Robert K. Cheruiyot (from Kenya) won the Men's Open last year with a time of 2:07:14. His time set a new record for the course. Rita Jeptoo (from Kenya also) won the Women's Open with a time of 2:23:38. is the official site of the Boston Marathon is you are looking for legitimate information on the race.

Don't Be Afraid of the Dentist

I have typed up and printed out a Northeastern University Health survey, which I will compile the results of and post about next week. Here are the questions I asked:

1. How many times a week do you go to the gym?
2. For how long do you workout?
3. How would you rate your level of fitness on a scale of 1 to 10 (10 being the best)?
4. How long is the cardio portion of your workout?
5. Do you lift weights? How often?
6. Is it harder to workout during the winter months? Are you less motivated or does the cold weather stop you from going to Marino Center? Why or why not?
7. Are you happy with your physical appearance?
8. Do you consider yourself to be in shape?

On a separate note, the Boston Globe published a story about going to the dentist and how it is beneficial to your overall health. Most people hate their annual dentist visits or not so annual if you have bad teeth. It's painful to have a cavity filled or to get a root canal, which luckily I haven't experienced. Even when you simply get your teeth cleaned, it can be uncomfortable. My dentist at home is nice though and she's very gentle on your teeth.

Obviously, healthy teeth equal a beautiful smile and everyone wants to have a great smile. Studies have linked the early detection of gum disease to preventing diabetes, heart disease, and stroke. If you have gum disease, you have a higher risk of suffering from the previous ailments.

According to the article "Advice for All Ages: Don't skip the dentist": "With pancreatic cancer, for instance, previous studies had suggested such a link, but those studies were muddied because many participants smoked, and smoking is a risk factor for both diseases. This time, even among people who never smoked, gum disease was linked to a doubling of the cancer risk, said epidemiologist Dominique Michaud of the Harvard School of Public Health, the study's first author. It's still not clear, cautioned Michaud, whether that means the gum disease led to the cancer."

It's great how much information we have in the medical world today, but sometimes there are too many facts and statistics to process. Everyday the news has a new report on what is bad for you, what causes cancer, and what prevents this disease. At times the information can be contradicting. I guess there is still alot we don't know about diseases and finding cures for serious sicknesses.

Wednesday, March 21, 2007

"Sexy to Deadly"

It is funny that my last post was about cigarette smoking.

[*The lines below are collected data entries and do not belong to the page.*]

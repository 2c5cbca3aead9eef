use crate::errors::ForwardError;
use crate::filtering::BlockingMode;
use serde::{Deserialize, Serialize};
use std::net::{Ipv4Addr, Ipv6Addr};

/// Strategy for querying an upstream set.
#[derive(Debug, Clone, Copy, PartialEq, Eq, Serialize, Deserialize)]
#[serde(rename_all = "snake_case")]
pub enum UpstreamMode {
    /// Weighted pick of a single server by recent latency.
    LoadBalance,
    /// Race every server, first useful answer wins.
    Parallel,
    /// Race every server, then prefer the answer whose address is
    /// reachable fastest.
    FastestAddr,
}

impl Default for UpstreamMode {
    fn default() -> Self {
        UpstreamMode::LoadBalance
    }
}

/// Domain-specific upstream override.
///
/// Queries whose name equals `domain` or falls under it are routed to
/// `upstreams` instead of the default set. The longest matching suffix
/// wins. Two markers from the config syntax:
/// - a domain of `/` matches every name (root catch-all);
/// - an upstream entry of `#` means "use the default set after all"
///   (carves an exception out of a broader override).
#[derive(Debug, Clone, Deserialize, Serialize)]
pub struct DomainUpstreams {
    pub domain: String,

    pub upstreams: Vec<String>,
}

impl DomainUpstreams {
    pub const DEFAULT_MARKER: &'static str = "#";
    pub const ROOT_DOMAIN: &'static str = "/";

    pub fn is_root(&self) -> bool {
        self.domain == Self::ROOT_DOMAIN
    }

    /// Exact or subdomain match against a name without its trailing dot.
    pub fn matches_domain(&self, query_domain: &str) -> bool {
        if self.is_root() {
            return true;
        }

        let query = query_domain.to_lowercase();
        let rule = self.domain.to_lowercase();

        query == rule || query.ends_with(&format!(".{rule}"))
    }

    /// Suffix length used to rank competing overrides.
    pub fn specificity(&self) -> usize {
        if self.is_root() {
            0
        } else {
            self.domain.len()
        }
    }

    pub fn uses_default(&self) -> bool {
        self.upstreams.iter().any(|u| u == Self::DEFAULT_MARKER)
    }
}

/// `host → ipset names` dispatch rule. An empty host is the root
/// catch-all.
#[derive(Debug, Clone, Deserialize, Serialize)]
pub struct IpsetRule {
    pub domains: Vec<String>,

    pub set_names: Vec<String>,
}

/// Encrypted-endpoint advertisement for Discovery of Designated
/// Resolvers. Ports left unset mean the transport is not offered.
#[derive(Debug, Clone, Deserialize, Serialize)]
pub struct DdrConfig {
    #[serde(default)]
    pub https_port: Option<u16>,

    #[serde(default)]
    pub tls_port: Option<u16>,

    #[serde(default)]
    pub quic_port: Option<u16>,

    /// Whether the serving certificate carries IP SANs. DoT records are
    /// only advertised when it does.
    #[serde(default)]
    pub has_ip_addrs: bool,

    #[serde(default = "default_doh_path")]
    pub doh_path: String,
}

impl Default for DdrConfig {
    fn default() -> Self {
        Self {
            https_port: None,
            tls_port: None,
            quic_port: None,
            has_ip_addrs: false,
            doh_path: default_doh_path(),
        }
    }
}

fn default_doh_path() -> String {
    "/dns-query{?dns}".to_string()
}

/// Forwarding pipeline configuration.
#[derive(Debug, Clone, Deserialize, Serialize)]
pub struct DnsConfig {
    #[serde(default = "default_upstreams")]
    pub upstream_servers: Vec<String>,

    #[serde(default)]
    pub upstream_mode: UpstreamMode,

    /// Per-upstream exchange timeout, milliseconds.
    #[serde(default = "default_upstream_timeout")]
    pub upstream_timeout: u64,

    /// Reachability-race deadline for `fastest_addr`, milliseconds.
    #[serde(default = "default_fastest_ping_timeout")]
    pub fastest_ping_timeout: u64,

    #[serde(default)]
    pub domain_upstreams: Vec<DomainUpstreams>,

    /// Dedicated resolvers for PTR questions in locally-served ranges.
    #[serde(default)]
    pub private_rdns_upstreams: Vec<String>,

    #[serde(default = "default_true")]
    pub use_private_rdns: bool,

    #[serde(default)]
    pub aaaa_disabled: bool,

    #[serde(default = "default_true")]
    pub handle_ddr: bool,

    #[serde(default)]
    pub ddr: DdrConfig,

    #[serde(default)]
    pub enable_dnssec: bool,

    #[serde(default)]
    pub use_dns64: bool,

    /// NAT64 prefixes; the first /96 is used. Empty means the well-known
    /// 64:ff9b::/96.
    #[serde(default)]
    pub dns64_prefixes: Vec<String>,

    #[serde(default)]
    pub refuse_any: bool,

    #[serde(default = "default_true")]
    pub protection_enabled: bool,

    #[serde(default)]
    pub blocking_mode: BlockingMode,

    #[serde(default)]
    pub blocking_ipv4: Option<Ipv4Addr>,

    #[serde(default)]
    pub blocking_ipv6: Option<Ipv6Addr>,

    #[serde(default = "default_blocked_response_ttl")]
    pub blocked_response_ttl: u32,

    /// Suffix under which DHCP hostnames are answered (e.g. `lan`).
    #[serde(default = "default_local_domain")]
    pub local_domain_suffix: String,

    /// FQDN advertised as the SVCB target in DDR answers.
    #[serde(default)]
    pub server_name: String,

    #[serde(default)]
    pub ipset_rules: Vec<IpsetRule>,

    /// Client addresses are masked to these prefix lengths before
    /// telemetry dispatch.
    #[serde(default = "default_subnet_len_4")]
    pub ratelimit_subnet_len_4: u8,

    #[serde(default = "default_subnet_len_6")]
    pub ratelimit_subnet_len_6: u8,
}

impl DnsConfig {
    pub fn validate(&self) -> Result<(), ForwardError> {
        if self.local_domain_suffix.is_empty()
            || self.local_domain_suffix.starts_with('.')
            || self.local_domain_suffix.ends_with('.')
        {
            return Err(ForwardError::Config(format!(
                "invalid local domain suffix: {:?}",
                self.local_domain_suffix
            )));
        }

        if self.ratelimit_subnet_len_4 > 32 {
            return Err(ForwardError::Config(format!(
                "IPv4 subnet length out of range: {}",
                self.ratelimit_subnet_len_4
            )));
        }
        if self.ratelimit_subnet_len_6 > 128 {
            return Err(ForwardError::Config(format!(
                "IPv6 subnet length out of range: {}",
                self.ratelimit_subnet_len_6
            )));
        }

        for prefix in &self.dns64_prefixes {
            let net: ipnetwork::Ipv6Network = prefix
                .parse()
                .map_err(|e| ForwardError::Config(format!("bad DNS64 prefix {prefix:?}: {e}")))?;
            if net.prefix() != 96 {
                return Err(ForwardError::Config(format!(
                    "DNS64 prefix {prefix:?} is /{}, want /96",
                    net.prefix()
                )));
            }
        }

        Ok(())
    }
}

impl Default for DnsConfig {
    fn default() -> Self {
        Self {
            upstream_servers: default_upstreams(),
            upstream_mode: UpstreamMode::default(),
            upstream_timeout: default_upstream_timeout(),
            fastest_ping_timeout: default_fastest_ping_timeout(),
            domain_upstreams: vec![],
            private_rdns_upstreams: vec![],
            use_private_rdns: true,
            aaaa_disabled: false,
            handle_ddr: true,
            ddr: DdrConfig::default(),
            enable_dnssec: false,
            use_dns64: false,
            dns64_prefixes: vec![],
            refuse_any: false,
            protection_enabled: true,
            blocking_mode: BlockingMode::default(),
            blocking_ipv4: None,
            blocking_ipv6: None,
            blocked_response_ttl: default_blocked_response_ttl(),
            local_domain_suffix: default_local_domain(),
            server_name: String::new(),
            ipset_rules: vec![],
            ratelimit_subnet_len_4: default_subnet_len_4(),
            ratelimit_subnet_len_6: default_subnet_len_6(),
        }
    }
}

fn default_upstreams() -> Vec<String> {
    vec!["9.9.9.9:53".to_string(), "1.1.1.1:53".to_string()]
}

fn default_upstream_timeout() -> u64 {
    10_000
}

fn default_fastest_ping_timeout() -> u64 {
    1_000
}

fn default_blocked_response_ttl() -> u32 {
    10
}

fn default_local_domain() -> String {
    "lan".to_string()
}

fn default_subnet_len_4() -> u8 {
    24
}

fn default_subnet_len_6() -> u8 {
    56
}

fn default_true() -> bool {
    true
}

I found a related article in today's issue of New York Times.

The famous surgeon's general warning was manufactured on cigarettes thirty years ago, but health historians believe the impact of this warning took many decades to influence smokers. According to the article Tracing the Cigarette's Path From Sexy to Deadly, "In contrast to the symbol of death and disease it is today, from the early 1900s to the 1960s the cigarette was a cultural icon of sophistication, glamour and sexual allure-a highly prized commodity for one out of two Americans."

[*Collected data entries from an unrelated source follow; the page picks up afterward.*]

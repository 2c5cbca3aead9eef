/// Validate a client identifier harvested from an encrypted transport.
///
/// Identifiers follow the hostname-label grammar: lower-case ASCII
/// alphanumerics and hyphens, no leading or trailing hyphen, at most 63
/// bytes. An empty identifier is valid and means "no identifier".
pub fn validate_client_id(id: &str) -> Result<(), String> {
    if id.is_empty() {
        return Ok(());
    }
    if id.len() > 63 {
        return Err(format!("client id too long: {} bytes", id.len()));
    }
    if id.starts_with('-') || id.ends_with('-') {
        return Err(format!("client id has leading or trailing hyphen: {id:?}"));
    }
    for c in id.chars() {
        if !matches!(c, 'a'..='z' | '0'..='9' | '-') {
            return Err(format!("client id has invalid character {c:?}: {id:?}"));
        }
    }
    Ok(())
}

Advertising in the past conveyed a sexy, cool image of people who smoked. Think about old western movies or any old movies for that matter. Smoking cigarettes said alot about the character, often linking smoking and being rebellious in a good way. There was certainly a positive connotation connected to smoking, while today I think a negative stigma is becoming dominant. If you look at old cigarette ads from the 1930s, they are scary. Camel used the slogan "More Doctors Smoke Camel." How scary is that??!!

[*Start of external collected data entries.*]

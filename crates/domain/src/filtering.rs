use serde::{Deserialize, Serialize};
use std::net::IpAddr;
use std::sync::Arc;

/// Outcome classification of a filtering pass over one request or response.
#[derive(Debug, Clone, Copy, PartialEq, Eq, Hash)]
pub enum FilterReason {
    NotFiltered,
    NotFilteredAllowList,
    FilteredBlockList,
    FilteredSafeBrowsing,
    FilteredSafeSearch,
    FilteredParental,
    FilteredInvalid,
    FilteredBlockedService,
    Rewritten,
    RewrittenRule,
}

impl FilterReason {
    /// True when the request must be answered with a blocked response
    /// instead of being forwarded.
    pub fn is_filtered(&self) -> bool {
        matches!(
            self,
            FilterReason::FilteredBlockList
                | FilterReason::FilteredSafeBrowsing
                | FilterReason::FilteredSafeSearch
                | FilterReason::FilteredParental
                | FilterReason::FilteredInvalid
                | FilterReason::FilteredBlockedService
        )
    }

    pub fn is_rewrite(&self) -> bool {
        matches!(self, FilterReason::Rewritten | FilterReason::RewrittenRule)
    }

    pub fn as_str(&self) -> &'static str {
        match self {
            FilterReason::NotFiltered => "not_filtered",
            FilterReason::NotFilteredAllowList => "not_filtered_allowlist",
            FilterReason::FilteredBlockList => "filtered_blocklist",
            FilterReason::FilteredSafeBrowsing => "filtered_safe_browsing",
            FilterReason::FilteredSafeSearch => "filtered_safe_search",
            FilterReason::FilteredParental => "filtered_parental",
            FilterReason::FilteredInvalid => "filtered_invalid",
            FilterReason::FilteredBlockedService => "filtered_blocked_service",
            FilterReason::Rewritten => "rewritten",
            FilterReason::RewrittenRule => "rewritten_rule",
        }
    }
}

/// Result of one filtering pass: the reason plus whatever auxiliary data
/// the decision produced (matched rule text, rewrite target, synthesized
/// addresses).
#[derive(Debug, Clone)]
pub struct FilterResult {
    pub reason: FilterReason,
    /// Text of the rule that matched, when one did.
    pub rule: Option<Arc<str>>,
    /// Canonical name a rewrite points the question at.
    pub canonical_name: Option<Arc<str>>,
    /// A/AAAA addresses a rewrite synthesizes directly.
    pub addresses: Vec<IpAddr>,
    /// Name of the blocked service, for `FilteredBlockedService`.
    pub service_name: Option<Arc<str>>,
}

impl FilterResult {
    pub fn not_filtered() -> Self {
        Self {
            reason: FilterReason::NotFiltered,
            rule: None,
            canonical_name: None,
            addresses: Vec::new(),
            service_name: None,
        }
    }

    pub fn blocked(reason: FilterReason, rule: impl Into<Arc<str>>) -> Self {
        Self {
            reason,
            rule: Some(rule.into()),
            canonical_name: None,
            addresses: Vec::new(),
            service_name: None,
        }
    }

    pub fn is_filtered(&self) -> bool {
        self.reason.is_filtered()
    }

    pub fn is_rewrite(&self) -> bool {
        self.reason.is_rewrite()
    }

    /// A rewrite that supplies only a CNAME and no addresses: the pipeline
    /// forwards the aliased name upstream.
    pub fn is_cname_only_rewrite(&self) -> bool {
        self.is_rewrite() && self.canonical_name.is_some() && self.addresses.is_empty()
    }
}

/// Per-client filtering policy snapshot, taken once per request.
#[derive(Debug, Clone)]
pub struct FilteringSettings {
    pub filtering_enabled: bool,
    pub safe_browsing_enabled: bool,
    pub safe_search_enabled: bool,
    pub parental_enabled: bool,
    pub blocked_services: Vec<Arc<str>>,
}

impl FilteringSettings {
    /// Drop everything but the plain blocklists. Used for PTR questions in
    /// locally-served ranges, where parental/safe-* categories make no sense.
    pub fn with_local_ptr_overrides(mut self) -> Self {
        self.safe_browsing_enabled = false;
        self.safe_search_enabled = false;
        self.parental_enabled = false;
        self.blocked_services.clear();
        self
    }
}

impl Default for FilteringSettings {
    fn default() -> Self {
        Self {
            filtering_enabled: true,
            safe_browsing_enabled: false,
            safe_search_enabled: false,
            parental_enabled: false,
            blocked_services: Vec::new(),
        }
    }
}

/// How blocked questions are answered.
#[derive(Debug, Clone, Copy, PartialEq, Eq, Serialize, Deserialize)]
#[serde(rename_all = "snake_case")]
pub enum BlockingMode {
    /// NXDOMAIN (also the fallback when a custom IP is missing).
    Default,
    Refused,
    Nxdomain,
    /// 0.0.0.0 / :: answers.
    NullIp,
    /// Answers from `blocking_ipv4` / `blocking_ipv6`.
    CustomIp,
}

impl Default for BlockingMode {
    fn default() -> Self {
        BlockingMode::Default
    }
}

"In the 1980s, scientists established the revolutionary concept that nicotine is extremely addictive. The tobacco companies publicly rejected such claims, even as they took advantage of cigarettes' addictive potential by routinely spiking them with extra nicotine to make it harder to quit smoking. And their marketing memorandums document advertising campaigns aimed at youngsters to hook whole new generations of smokers."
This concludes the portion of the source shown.